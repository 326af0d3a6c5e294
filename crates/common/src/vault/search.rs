use std::collections::{HashMap, HashSet};

use serde::{Deserialize, Serialize};
use uuid::Uuid;

use super::{Vault, VaultError};
use crate::blobs::BlobStorage;
use crate::ids::{DataroomId, FolderId, UserId};
use crate::model::Folder;
use crate::role::Role;
use crate::store::Store;

pub const PATH_SEPARATOR: &str = " > ";

#[derive(Debug, Clone, Copy, PartialEq, Eq, Hash, Serialize, Deserialize)]
#[serde(rename_all = "lowercase")]
pub enum SearchKind {
    Dataroom,
    Folder,
    File,
}

/// One entry of the flattened search index.
#[derive(Debug, Clone, PartialEq, Eq, Serialize, Deserialize)]
pub struct SearchResult {
    #[serde(rename = "type")]
    pub kind: SearchKind,
    pub id: Uuid,
    pub name: String,
    /// Display path from the dataroom down, e.g. `Deals > Q1 > report.pdf`.
    pub path: String,
    pub dataroom_id: DataroomId,
    /// The folder itself for folders, the containing folder for files.
    pub folder_id: Option<FolderId>,
    /// Only set on dataroom entries.
    pub role: Option<Role>,
}

impl<S: Store, B: BlobStorage> Vault<S, B> {
    /// Everything the user can reach through their grants, each entry
    ///  annotated with its full path.
    ///
    /// Cost is grants x entities x depth. Fine for small rooms.
    pub async fn search_all(&self, user: UserId) -> Result<Vec<SearchResult>, VaultError> {
        let user = self.require_user(user).await?;
        let grants = self
            .store
            .list_grants_for_user(&user.email)
            .await
            .map_err(VaultError::store)?;

        let mut results = Vec::new();
        for grant in grants {
            let Some(dataroom) = self
                .store
                .get_dataroom(grant.dataroom_id)
                .await
                .map_err(VaultError::store)?
            else {
                continue;
            };

            results.push(SearchResult {
                kind: SearchKind::Dataroom,
                id: *dataroom.id.as_uuid(),
                name: dataroom.name.clone(),
                path: dataroom.name.clone(),
                dataroom_id: dataroom.id,
                folder_id: None,
                role: Some(grant.role),
            });

            let folders = self
                .store
                .list_folders_in_dataroom(dataroom.id)
                .await
                .map_err(VaultError::store)?;
            let tree = FolderTree::new(dataroom.id, &folders);

            for folder in &folders {
                results.push(SearchResult {
                    kind: SearchKind::Folder,
                    id: *folder.id.as_uuid(),
                    name: folder.name.clone(),
                    path: tree.path(&dataroom.name, Some(folder.id), None),
                    dataroom_id: dataroom.id,
                    folder_id: Some(folder.id),
                    role: None,
                });
            }

            let files = self
                .store
                .list_files_in_dataroom(dataroom.id)
                .await
                .map_err(VaultError::store)?;
            for file in files {
                results.push(SearchResult {
                    kind: SearchKind::File,
                    id: *file.id.as_uuid(),
                    path: tree.path(&dataroom.name, file.folder_id, Some(&file.name)),
                    name: file.name,
                    dataroom_id: dataroom.id,
                    folder_id: file.folder_id,
                    role: None,
                });
            }
        }

        Ok(results)
    }
}

/// Case-insensitive substring match on name or path. An empty query
///  keeps everything.
pub fn filter_results(results: Vec<SearchResult>, query: &str) -> Vec<SearchResult> {
    let query = query.trim().to_lowercase();
    if query.is_empty() {
        return results;
    }
    results
        .into_iter()
        .filter(|r| {
            r.name.to_lowercase().contains(&query) || r.path.to_lowercase().contains(&query)
        })
        .collect()
}

/// The folders of one dataroom indexed by id, so ancestor walks need no
///  further store round trips.
struct FolderTree<'a> {
    dataroom: DataroomId,
    by_id: HashMap<FolderId, &'a Folder>,
}

impl<'a> FolderTree<'a> {
    fn new(dataroom: DataroomId, folders: &'a [Folder]) -> Self {
        Self {
            dataroom,
            by_id: folders.iter().map(|f| (f.id, f)).collect(),
        }
    }

    /// Ancestor names of `folder`, root first, the folder included. Same
    ///  stopping rules as the breadcrumb walk.
    fn ancestors(&self, folder: FolderId) -> Vec<&'a str> {
        let mut names = Vec::new();
        let mut seen = HashSet::new();
        let mut current = Some(folder);
        while let Some(id) = current {
            if !seen.insert(id) {
                break;
            }
            let Some(record) = self.by_id.get(&id) else {
                break;
            };
            if record.dataroom_id != self.dataroom {
                break;
            }
            names.push(record.name.as_str());
            current = record.parent_folder_id;
        }
        names.reverse();
        names
    }

    fn path(&self, dataroom_name: &str, folder: Option<FolderId>, leaf: Option<&str>) -> String {
        let mut parts = vec![dataroom_name];
        if let Some(folder) = folder {
            parts.extend(self.ancestors(folder));
        }
        if let Some(leaf) = leaf {
            parts.push(leaf);
        }
        parts.join(PATH_SEPARATOR)
    }
}

#[cfg(test)]
mod tests {
    use super::*;

    fn result(name: &str, path: &str) -> SearchResult {
        SearchResult {
            kind: SearchKind::Folder,
            id: Uuid::new_v4(),
            name: name.to_string(),
            path: path.to_string(),
            dataroom_id: DataroomId::new(),
            folder_id: None,
            role: None,
        }
    }

    #[test]
    fn test_filter_matches_name_or_path() {
        let results = vec![
            result("Q1", "Deals > Q1"),
            result("report.pdf", "Deals > Q1 > report.pdf"),
            result("Legal", "Contracts > Legal"),
        ];

        let hits = filter_results(results.clone(), "q1");
        assert_eq!(hits.len(), 2);

        let hits = filter_results(results.clone(), "LEGAL");
        assert_eq!(hits.len(), 1);
        assert_eq!(hits[0].name, "Legal");

        assert_eq!(filter_results(results, "  ").len(), 3);
    }

    #[test]
    fn test_kind_serializes_as_type() {
        let json = serde_json::to_value(result("Q1", "Deals > Q1")).unwrap();
        assert_eq!(json["type"], "folder");
    }
}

## PROBLEM DETAILS
Your answer must be the complete listing, reproduced exactly.

## OUTPUT FOR THIS EXERCISE
repository 326af0d3a6c5e294
filename crates/common/src/vault/search.rs
use std::collections::{HashMap, HashSet};

use serde::{Deserialize, Serialize};
use uuid::Uuid;

use super::{Vault, VaultError};
use crate::blobs::BlobStorage;
use crate::ids::{DataroomId, FolderId, UserId};
use crate::model::Folder;
use crate::role::Role;
use crate::store::Store;

pub const PATH_SEPARATOR: &str = " > ";

#[derive(Debug, Clone, Copy, PartialEq, Eq, Hash, Serialize, Deserialize)]
#[serde(rename_all = "lowercase")]
pub enum SearchKind {
    Dataroom,
    Folder,
    File,
}

/// One entry of the flattened search index.
#[derive(Debug, Clone, PartialEq, Eq, Serialize, Deserialize)]
pub struct SearchResult {
    #[serde(rename = "type")]
    pub kind: SearchKind,
    pub id: Uuid,
    pub name: String,
    /// Display path from the dataroom down, e.g. `Deals > Q1 > report.pdf`.
    pub path: String,
    pub dataroom_id: DataroomId,
    /// The folder itself for folders, the containing folder for files.
    pub folder_id: Option<FolderId>,
    /// Only set on dataroom entries.
    pub role: Option<Role>,
}

impl<S: Store, B: BlobStorage> Vault<S, B> {
    /// Everything the user can reach through their grants, each entry
    ///  annotated with its full path.
    ///
    /// Cost is grants x entities x depth. Fine for small rooms.
    pub async fn search_all(&self, user: UserId) -> Result<Vec<SearchResult>, VaultError> {
        let user = self.require_user(user).await?;
        let grants = self
            .store
            .list_grants_for_user(&user.email)
            .await
            .map_err(VaultError::store)?;

        let mut results = Vec::new();
        for grant in grants {
            let Some(dataroom) = self
                .store
                .get_dataroom(grant.dataroom_id)
                .await
                .map_err(VaultError::store)?
            else {
                continue;
            };

            results.push(SearchResult {
                kind: SearchKind::Dataroom,
                id: *dataroom.id.as_uuid(),
                name: dataroom.name.clone(),
                path: dataroom.name.clone(),
                dataroom_id: dataroom.id,
                folder_id: None,
                role: Some(grant.role),
            });

            let folders = self
                .store
                .list_folders_in_dataroom(dataroom.id)
                .await
                .map_err(VaultError::store)?;
            let tree = FolderTree::new(dataroom.id, &folders);

            for folder in &folders {
                results.push(SearchResult {
                    kind: SearchKind::Folder,
                    id: *folder.id.as_uuid(),
                    name: folder.name.clone(),
                    path: tree.path(&dataroom.name, Some(folder.id), None),
                    dataroom_id: dataroom.id,
                    folder_id: Some(folder.id),
                    role: None,
                });
            }

            let files = self
                .store
                .list_files_in_dataroom(dataroom.id)
                .await
                .map_err(VaultError::store)?;
            for file in files {
                results.push(SearchResult {
                    kind: SearchKind::File,
                    id: *file.id.as_uuid(),
                    path: tree.path(&dataroom.name, file.folder_id, Some(&file.name)),
                    name: file.name,
                    dataroom_id: dataroom.id,
                    folder_id: file.folder_id,
                    role: None,
                });
            }
        }

        Ok(results)
    }
}

/// Case-insensitive substring match on name or path. An empty query
///  keeps everything.
pub fn filter_results(results: Vec<SearchResult>, query: &str) -> Vec<SearchResult> {
    let query = query.trim().to_lowercase();
    if query.is_empty() {
        return results;
    }
    results
        .into_iter()
        .filter(|r| {
            r.name.to_lowercase().contains(&query) || r.path.to_lowercase().contains(&query)
        })
        .collect()
}

/// The folders of one dataroom indexed by id, so ancestor walks need no
///  further store round trips.
struct FolderTree<'a> {
    dataroom: DataroomId,
    by_id: HashMap<FolderId, &'a Folder>,
}

impl<'a> FolderTree<'a> {
    fn new(dataroom: DataroomId, folders: &'a [Folder]) -> Self {
        Self {
            dataroom,
            by_id: folders.iter().map(|f| (f.id, f)).collect(),
        }
    }

    /// Ancestor names of `folder`, root first, the folder included. Same
    ///  stopping rules as the breadcrumb walk.
    fn ancestors(&self, folder: FolderId) -> Vec<&'a str> {
        let mut names = Vec::new();
        let mut seen = HashSet::new();
        let mut current = Some(folder);
        while let Some(id) = current {
            if !seen.insert(id) {
                break;
            }
            let Some(record) = self.by_id.get(&id) else {
                break;
            };
            if record.dataroom_id != self.dataroom {
                break;
            }
            names.push(record.name.as_str());
            current = record.parent_folder_id;
        }
        names.reverse();
        names
    }

    fn path(&self, dataroom_name: &str, folder: Option<FolderId>, leaf: Option<&str>) -> String {
        let mut parts = vec![dataroom_name];
        if let Some(folder) = folder {
            parts.extend(self.ancestors(folder));
        }
        if let Some(leaf) = leaf {
            parts.push(leaf);
        }
        parts.join(PATH_SEPARATOR)
    }
}

#[cfg(test)]
mod tests {
    use super::*;

    fn result(name: &str, path: &str) -> SearchResult {
        SearchResult {
            kind: SearchKind::Folder,
            id: Uuid::new_v4(),
            name: name.to_string(),
            path: path.to_string(),
            dataroom_id: DataroomId::new(),
            folder_id: None,
            role: None,
        }
    }

    #[test]
    fn test_filter_matches_name_or_path() {
        let results = vec![
            result("Q1", "Deals > Q1"),
            result("report.pdf", "Deals > Q1 > report.pdf"),
            result("Legal", "Contracts > Legal"),
        ];

        let hits = filter_results(results.clone(), "q1");
        assert_eq!(hits.len(), 2);

        let hits = filter_results(results.clone(), "LEGAL");
        assert_eq!(hits.len(), 1);
        assert_eq!(hits[0].name, "Legal");

        assert_eq!(filter_results(results, "  ").len(), 3);
    }

    #[test]
    fn test_kind_serializes_as_type() {
        let json = serde_json::to_value(result("Q1", "Deals > Q1")).unwrap();
        assert_eq!(json["type"], "folder");
    }
}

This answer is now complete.